Gunnar Tryggmo
A touch of nature
Now open at Turner Fine Art in Jackson Hole, Wyoming, is One Touch of Nature, a new solo show for Swedish watercolorist Gunnar Tryggmo. His new works sample wildlife from two very different places. “It’s a meeting between Africa and Wyoming, [from] birds and animals from the open meadows and valleys in Yellowstone to the great plains in Kenya and Tanzania. Nothing from my home habitat this time, except maybe some circumpolar species like the peregrine falcon and a raven who could have been from here, too,” he says. “The inspiration and references for the U.S. paintings are from trips to Jackson over the years since my first time in Wyoming in 2011 to last year’s first winter week, which gave me a new landscape. Two of the African paintings are from one Tanzania safari in 2012, the rest are from a fantastic journey in Kenya in the fall of 2018. From Samburu in the north over the highlands to Masai Mara in the south. I have a special place in my heart for the dry-season colors. It suits my painting style in watercolor very well, simple earth colors with focus on the animals, the light and composition.”
In addition to more traditional sizes and formats, Tryggmo has painted several works that exemplify his interest in negative space, unpainted areas of his paper and the vastness of nature. “I like to play with unusual formats and open, unpainted spaces in my compositions. Sometimes I use the narrow format to increase the horizon, sometimes it simply suits the composition with the placements of the elements as I drag the viewer to the focal point,” he says. “There is something with the white unpainted paper, with the unpredictable together with the planned…maybe it gives something to the viewer’s imagination,
like abstract parts of a painting that can make the main thing even more realistic. In some compositions it comes easy but it’s more common that I struggle with the outline washes than the main subject. In some paintings I wish to give the feeling that I just dropped my water bucket and some colors over the painting and it ended up with a bird painting.”
Although Jackson Hole is thousands of miles away from Sweden, Tryggmo says the two destinations share many qualities. And even in Sweden, the American West is an idea that many are familiar with.

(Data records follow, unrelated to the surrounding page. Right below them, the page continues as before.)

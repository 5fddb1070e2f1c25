use sona_core::models::{Band, Interpretation, ScoreTransform, UNEVALUATED_LABEL};

fn band(min: f64, max: f64, label: &str) -> Band {
    Band {
        min,
        max,
        label: label.to_string(),
    }
}

#[test]
fn first_matching_band_wins() {
    let interpretation = Interpretation {
        bands: vec![
            band(30.0, 100.0, "Elevated"),
            band(0.0, 30.0, "Typical"),
        ],
        transform: None,
    };

    // 30 sits in both bands; the earlier one wins.
    assert_eq!(interpretation.label_for(30.0), "Elevated");
    assert_eq!(interpretation.label_for(29.5), "Typical");
    assert_eq!(interpretation.label_for(100.0), "Elevated");
}

#[test]
fn band_boundaries_are_inclusive() {
    let interpretation = Interpretation {
        bands: vec![band(0.0, 4.0, "Minimal"), band(5.0, 9.0, "Mild")],
        transform: None,
    };

    assert_eq!(interpretation.label_for(0.0), "Minimal");
    assert_eq!(interpretation.label_for(4.0), "Minimal");
    assert_eq!(interpretation.label_for(5.0), "Mild");
    assert_eq!(interpretation.label_for(9.0), "Mild");
}

#[test]
fn out_of_range_score_resolves_to_sentinel() {
    let interpretation = Interpretation {
        bands: vec![band(0.0, 10.0, "Low")],
        transform: None,
    };

    assert_eq!(interpretation.label_for(-1.0), UNEVALUATED_LABEL);
    assert_eq!(interpretation.label_for(10.5), UNEVALUATED_LABEL);
}

#[test]
fn divide_by_transform_rounds_to_decimals() {
    let transform = ScoreTransform::DivideBy {
        divisor: 28.0,
        decimals: 2,
    };

    assert_eq!(transform.apply(56.0), 2.0);
    assert_eq!(transform.apply(100.0), 3.57);
    assert_eq!(transform.apply(0.0), 0.0);
}

#[test]
fn transform_score_is_identity_without_transform() {
    let interpretation = Interpretation {
        bands: vec![],
        transform: None,
    };

    assert_eq!(interpretation.transform_score(17.0), 17.0);
}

“Swedish people generally have the perception of the West depending on what input they have. Some still have the old mainstream [images] from movies. I have the feeling that most people are thinking about the western United States as a country with spectacular views, big mountains and endless prairies. They know the names like Grand Canyon and Yosemite, but they can’t place them on a map,” he says. “There have been many wonderful documentaries about the Yellowstone area, and we often think the Tetons are Yellowstone. I did myself before I had been there and recognized it was two parks with different nature…sweden is different but very much is quite the same. The mountains are not so steep here.”